REQUIREMENT: Each line that contains the word "EngagementError" is to be copied from the records below.

SUPPLIED ENTRIES:
* * * * *

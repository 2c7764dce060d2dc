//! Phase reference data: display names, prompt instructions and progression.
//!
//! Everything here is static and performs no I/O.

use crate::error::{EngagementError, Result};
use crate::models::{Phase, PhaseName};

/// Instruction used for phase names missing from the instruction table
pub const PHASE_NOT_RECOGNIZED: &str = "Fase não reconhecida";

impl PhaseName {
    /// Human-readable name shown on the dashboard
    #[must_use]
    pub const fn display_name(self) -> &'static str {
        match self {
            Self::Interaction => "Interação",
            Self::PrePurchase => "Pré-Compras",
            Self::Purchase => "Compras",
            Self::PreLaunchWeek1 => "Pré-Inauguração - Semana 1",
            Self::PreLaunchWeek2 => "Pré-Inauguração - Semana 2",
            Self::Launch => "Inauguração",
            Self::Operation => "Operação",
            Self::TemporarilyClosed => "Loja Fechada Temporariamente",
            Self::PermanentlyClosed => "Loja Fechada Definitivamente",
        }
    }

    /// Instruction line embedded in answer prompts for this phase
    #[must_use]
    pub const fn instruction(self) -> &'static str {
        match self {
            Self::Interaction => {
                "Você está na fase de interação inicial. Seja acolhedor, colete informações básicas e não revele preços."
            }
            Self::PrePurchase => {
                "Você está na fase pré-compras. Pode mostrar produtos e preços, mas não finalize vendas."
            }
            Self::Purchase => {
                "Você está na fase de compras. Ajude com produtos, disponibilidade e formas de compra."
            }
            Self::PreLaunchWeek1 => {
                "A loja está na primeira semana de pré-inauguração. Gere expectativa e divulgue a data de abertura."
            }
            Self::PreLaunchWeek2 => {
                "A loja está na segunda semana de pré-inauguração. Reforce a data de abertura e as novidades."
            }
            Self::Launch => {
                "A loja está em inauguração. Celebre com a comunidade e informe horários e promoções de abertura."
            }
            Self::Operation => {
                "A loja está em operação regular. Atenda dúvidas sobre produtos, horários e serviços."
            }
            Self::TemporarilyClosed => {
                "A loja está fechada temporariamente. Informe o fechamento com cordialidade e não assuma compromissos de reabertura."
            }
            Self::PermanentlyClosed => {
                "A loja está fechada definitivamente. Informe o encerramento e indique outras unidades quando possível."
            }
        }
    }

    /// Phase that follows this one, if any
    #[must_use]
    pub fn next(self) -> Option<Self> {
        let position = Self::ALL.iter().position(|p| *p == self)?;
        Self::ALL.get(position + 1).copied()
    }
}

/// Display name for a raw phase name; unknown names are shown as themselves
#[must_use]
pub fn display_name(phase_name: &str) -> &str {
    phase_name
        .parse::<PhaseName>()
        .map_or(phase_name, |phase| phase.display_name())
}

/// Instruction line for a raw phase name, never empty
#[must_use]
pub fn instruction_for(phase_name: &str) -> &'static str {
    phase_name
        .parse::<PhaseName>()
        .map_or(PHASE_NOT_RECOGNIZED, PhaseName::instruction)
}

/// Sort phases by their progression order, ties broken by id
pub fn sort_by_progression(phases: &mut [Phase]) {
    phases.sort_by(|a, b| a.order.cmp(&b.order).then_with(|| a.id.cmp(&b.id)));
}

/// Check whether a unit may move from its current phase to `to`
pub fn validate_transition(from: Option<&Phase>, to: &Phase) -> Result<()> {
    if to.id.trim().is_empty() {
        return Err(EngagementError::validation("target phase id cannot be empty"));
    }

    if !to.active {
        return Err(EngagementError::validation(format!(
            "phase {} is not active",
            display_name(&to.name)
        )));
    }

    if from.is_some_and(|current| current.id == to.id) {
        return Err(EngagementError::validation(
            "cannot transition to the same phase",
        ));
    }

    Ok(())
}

* * * * *

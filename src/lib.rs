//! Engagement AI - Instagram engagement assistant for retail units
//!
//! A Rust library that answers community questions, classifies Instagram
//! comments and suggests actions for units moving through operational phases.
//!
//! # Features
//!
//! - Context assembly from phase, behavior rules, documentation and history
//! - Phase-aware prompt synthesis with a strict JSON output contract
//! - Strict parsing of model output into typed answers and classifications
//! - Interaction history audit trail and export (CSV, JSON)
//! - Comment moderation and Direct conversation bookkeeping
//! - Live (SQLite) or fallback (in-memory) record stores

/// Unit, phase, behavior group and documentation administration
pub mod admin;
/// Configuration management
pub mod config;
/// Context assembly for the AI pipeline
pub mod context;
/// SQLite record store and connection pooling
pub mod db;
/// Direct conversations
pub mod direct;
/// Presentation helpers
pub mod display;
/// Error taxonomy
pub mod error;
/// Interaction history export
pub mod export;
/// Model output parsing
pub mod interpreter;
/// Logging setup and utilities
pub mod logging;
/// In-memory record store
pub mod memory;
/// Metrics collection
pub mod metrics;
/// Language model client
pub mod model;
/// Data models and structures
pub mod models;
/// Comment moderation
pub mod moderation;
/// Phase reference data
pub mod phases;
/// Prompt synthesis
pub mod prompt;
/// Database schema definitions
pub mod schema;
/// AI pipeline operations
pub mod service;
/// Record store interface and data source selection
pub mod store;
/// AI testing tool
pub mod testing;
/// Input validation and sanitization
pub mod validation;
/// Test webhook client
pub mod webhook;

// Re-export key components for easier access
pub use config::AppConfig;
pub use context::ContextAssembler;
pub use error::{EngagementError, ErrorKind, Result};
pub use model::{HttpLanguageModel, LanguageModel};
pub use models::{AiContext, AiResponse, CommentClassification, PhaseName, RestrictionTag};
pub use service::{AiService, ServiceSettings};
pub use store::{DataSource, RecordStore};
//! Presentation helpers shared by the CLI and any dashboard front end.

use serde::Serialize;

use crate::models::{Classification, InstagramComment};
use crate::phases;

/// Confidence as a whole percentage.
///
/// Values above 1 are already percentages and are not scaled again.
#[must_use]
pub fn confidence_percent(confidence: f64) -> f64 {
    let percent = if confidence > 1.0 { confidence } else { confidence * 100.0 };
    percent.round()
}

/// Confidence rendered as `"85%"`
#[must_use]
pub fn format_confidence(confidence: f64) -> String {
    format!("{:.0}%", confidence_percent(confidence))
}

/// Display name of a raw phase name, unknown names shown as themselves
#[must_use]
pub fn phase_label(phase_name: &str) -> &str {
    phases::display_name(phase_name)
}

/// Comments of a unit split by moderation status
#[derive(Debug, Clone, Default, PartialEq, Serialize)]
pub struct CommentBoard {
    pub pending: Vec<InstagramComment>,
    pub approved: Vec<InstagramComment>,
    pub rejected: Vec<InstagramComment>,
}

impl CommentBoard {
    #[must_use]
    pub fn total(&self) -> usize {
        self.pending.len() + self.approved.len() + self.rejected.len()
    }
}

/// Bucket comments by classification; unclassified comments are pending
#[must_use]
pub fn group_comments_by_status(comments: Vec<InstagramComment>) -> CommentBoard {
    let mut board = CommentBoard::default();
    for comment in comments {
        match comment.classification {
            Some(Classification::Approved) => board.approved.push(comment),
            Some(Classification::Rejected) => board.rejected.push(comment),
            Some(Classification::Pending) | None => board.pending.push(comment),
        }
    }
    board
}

* * * * *

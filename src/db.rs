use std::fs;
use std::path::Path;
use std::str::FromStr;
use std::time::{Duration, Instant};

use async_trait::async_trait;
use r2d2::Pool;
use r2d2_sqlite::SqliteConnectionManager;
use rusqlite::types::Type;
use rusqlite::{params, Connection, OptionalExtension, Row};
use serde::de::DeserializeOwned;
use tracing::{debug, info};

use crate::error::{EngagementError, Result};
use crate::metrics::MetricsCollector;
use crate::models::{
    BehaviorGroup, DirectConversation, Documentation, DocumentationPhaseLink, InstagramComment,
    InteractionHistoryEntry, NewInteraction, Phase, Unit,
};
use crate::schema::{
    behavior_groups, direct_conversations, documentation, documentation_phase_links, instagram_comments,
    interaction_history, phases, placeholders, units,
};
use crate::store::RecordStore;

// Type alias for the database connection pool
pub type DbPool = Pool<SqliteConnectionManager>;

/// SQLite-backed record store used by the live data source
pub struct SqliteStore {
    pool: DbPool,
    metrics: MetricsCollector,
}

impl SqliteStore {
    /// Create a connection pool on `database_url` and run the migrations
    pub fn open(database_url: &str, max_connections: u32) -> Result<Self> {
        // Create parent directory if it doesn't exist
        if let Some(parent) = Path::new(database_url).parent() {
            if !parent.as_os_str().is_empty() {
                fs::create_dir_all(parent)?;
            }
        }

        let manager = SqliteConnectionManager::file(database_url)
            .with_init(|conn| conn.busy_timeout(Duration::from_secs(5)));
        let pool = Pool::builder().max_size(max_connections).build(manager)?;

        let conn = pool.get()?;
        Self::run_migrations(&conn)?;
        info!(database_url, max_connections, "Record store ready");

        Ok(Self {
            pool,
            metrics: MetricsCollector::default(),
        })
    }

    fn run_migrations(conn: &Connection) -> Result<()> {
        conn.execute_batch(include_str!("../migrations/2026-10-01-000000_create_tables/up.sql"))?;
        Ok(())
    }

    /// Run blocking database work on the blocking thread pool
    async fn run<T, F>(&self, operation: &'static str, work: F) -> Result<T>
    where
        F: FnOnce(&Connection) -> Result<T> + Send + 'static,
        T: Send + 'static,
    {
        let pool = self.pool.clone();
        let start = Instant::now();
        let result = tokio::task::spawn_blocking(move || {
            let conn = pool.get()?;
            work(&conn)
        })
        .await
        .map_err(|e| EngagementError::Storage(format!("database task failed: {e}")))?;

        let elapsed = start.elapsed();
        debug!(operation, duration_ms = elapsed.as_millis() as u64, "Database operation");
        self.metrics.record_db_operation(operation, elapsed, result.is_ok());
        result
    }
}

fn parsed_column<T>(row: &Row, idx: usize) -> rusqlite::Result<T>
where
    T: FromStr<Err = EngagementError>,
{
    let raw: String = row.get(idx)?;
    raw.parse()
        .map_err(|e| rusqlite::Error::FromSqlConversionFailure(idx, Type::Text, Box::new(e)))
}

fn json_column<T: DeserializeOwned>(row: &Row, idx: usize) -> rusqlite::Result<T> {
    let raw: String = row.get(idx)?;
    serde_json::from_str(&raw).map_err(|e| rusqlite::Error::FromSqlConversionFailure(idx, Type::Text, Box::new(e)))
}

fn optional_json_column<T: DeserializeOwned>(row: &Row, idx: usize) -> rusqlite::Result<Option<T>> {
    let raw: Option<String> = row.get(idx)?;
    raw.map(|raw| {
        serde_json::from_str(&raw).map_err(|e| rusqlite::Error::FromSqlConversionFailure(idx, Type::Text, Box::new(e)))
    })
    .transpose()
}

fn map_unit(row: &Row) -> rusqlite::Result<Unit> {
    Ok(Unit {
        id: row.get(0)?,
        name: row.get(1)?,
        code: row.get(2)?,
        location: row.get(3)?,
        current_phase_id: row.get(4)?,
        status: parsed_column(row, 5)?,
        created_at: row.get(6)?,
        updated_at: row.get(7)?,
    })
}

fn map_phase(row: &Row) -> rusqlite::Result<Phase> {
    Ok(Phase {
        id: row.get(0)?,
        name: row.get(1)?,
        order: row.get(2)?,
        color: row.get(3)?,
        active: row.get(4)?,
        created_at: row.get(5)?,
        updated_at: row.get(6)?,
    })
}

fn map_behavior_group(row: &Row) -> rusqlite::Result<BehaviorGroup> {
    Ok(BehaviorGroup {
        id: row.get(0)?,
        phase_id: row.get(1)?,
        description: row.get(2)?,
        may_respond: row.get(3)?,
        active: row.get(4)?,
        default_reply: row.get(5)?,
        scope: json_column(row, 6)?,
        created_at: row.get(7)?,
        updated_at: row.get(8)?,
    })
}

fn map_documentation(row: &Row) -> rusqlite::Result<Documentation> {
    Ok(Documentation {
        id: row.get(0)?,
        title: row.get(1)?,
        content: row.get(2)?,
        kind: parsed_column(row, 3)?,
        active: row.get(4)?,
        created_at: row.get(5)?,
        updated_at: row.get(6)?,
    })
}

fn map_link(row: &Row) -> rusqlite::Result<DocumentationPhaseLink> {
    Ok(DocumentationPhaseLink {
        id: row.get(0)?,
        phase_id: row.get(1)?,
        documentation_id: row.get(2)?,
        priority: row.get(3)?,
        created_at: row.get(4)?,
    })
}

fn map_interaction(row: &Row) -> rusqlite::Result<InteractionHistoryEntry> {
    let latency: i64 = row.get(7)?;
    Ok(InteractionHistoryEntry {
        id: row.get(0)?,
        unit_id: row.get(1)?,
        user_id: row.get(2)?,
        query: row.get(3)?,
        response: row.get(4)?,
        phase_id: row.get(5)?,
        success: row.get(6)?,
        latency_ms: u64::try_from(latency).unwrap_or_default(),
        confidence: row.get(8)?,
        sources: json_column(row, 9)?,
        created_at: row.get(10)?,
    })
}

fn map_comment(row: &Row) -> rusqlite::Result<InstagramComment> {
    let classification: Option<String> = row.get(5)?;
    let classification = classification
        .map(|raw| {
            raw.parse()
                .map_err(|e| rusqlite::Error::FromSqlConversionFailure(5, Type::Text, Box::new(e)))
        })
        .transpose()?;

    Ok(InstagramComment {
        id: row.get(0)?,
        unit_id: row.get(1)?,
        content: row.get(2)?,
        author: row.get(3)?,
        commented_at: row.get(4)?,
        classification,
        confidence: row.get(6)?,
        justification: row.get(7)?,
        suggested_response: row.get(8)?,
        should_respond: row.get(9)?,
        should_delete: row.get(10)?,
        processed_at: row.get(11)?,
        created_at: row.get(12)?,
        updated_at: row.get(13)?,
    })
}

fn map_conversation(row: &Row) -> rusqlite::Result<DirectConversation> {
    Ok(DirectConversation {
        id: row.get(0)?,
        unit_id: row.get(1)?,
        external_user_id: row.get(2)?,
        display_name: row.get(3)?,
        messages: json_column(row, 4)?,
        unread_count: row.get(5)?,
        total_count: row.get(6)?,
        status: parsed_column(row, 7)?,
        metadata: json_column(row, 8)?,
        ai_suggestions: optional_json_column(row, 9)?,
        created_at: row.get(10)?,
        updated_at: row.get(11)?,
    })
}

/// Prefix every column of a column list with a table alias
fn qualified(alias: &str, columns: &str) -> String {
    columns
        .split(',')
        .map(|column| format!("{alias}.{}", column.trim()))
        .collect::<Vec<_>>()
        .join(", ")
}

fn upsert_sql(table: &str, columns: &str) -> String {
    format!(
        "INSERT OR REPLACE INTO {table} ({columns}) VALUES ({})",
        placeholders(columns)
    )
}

* * * * *

RESPONSE BOX:
use crate::error::{EngagementError, Result};
        return Err(EngagementError::validation("target phase id cannot be empty"));
        return Err(EngagementError::validation(format!(
        return Err(EngagementError::validation(
pub use error::{EngagementError, ErrorKind, Result};
use crate::error::{EngagementError, Result};
        .map_err(|e| EngagementError::Storage(format!("database task failed: {e}")))?;
    T: FromStr<Err = EngagementError>,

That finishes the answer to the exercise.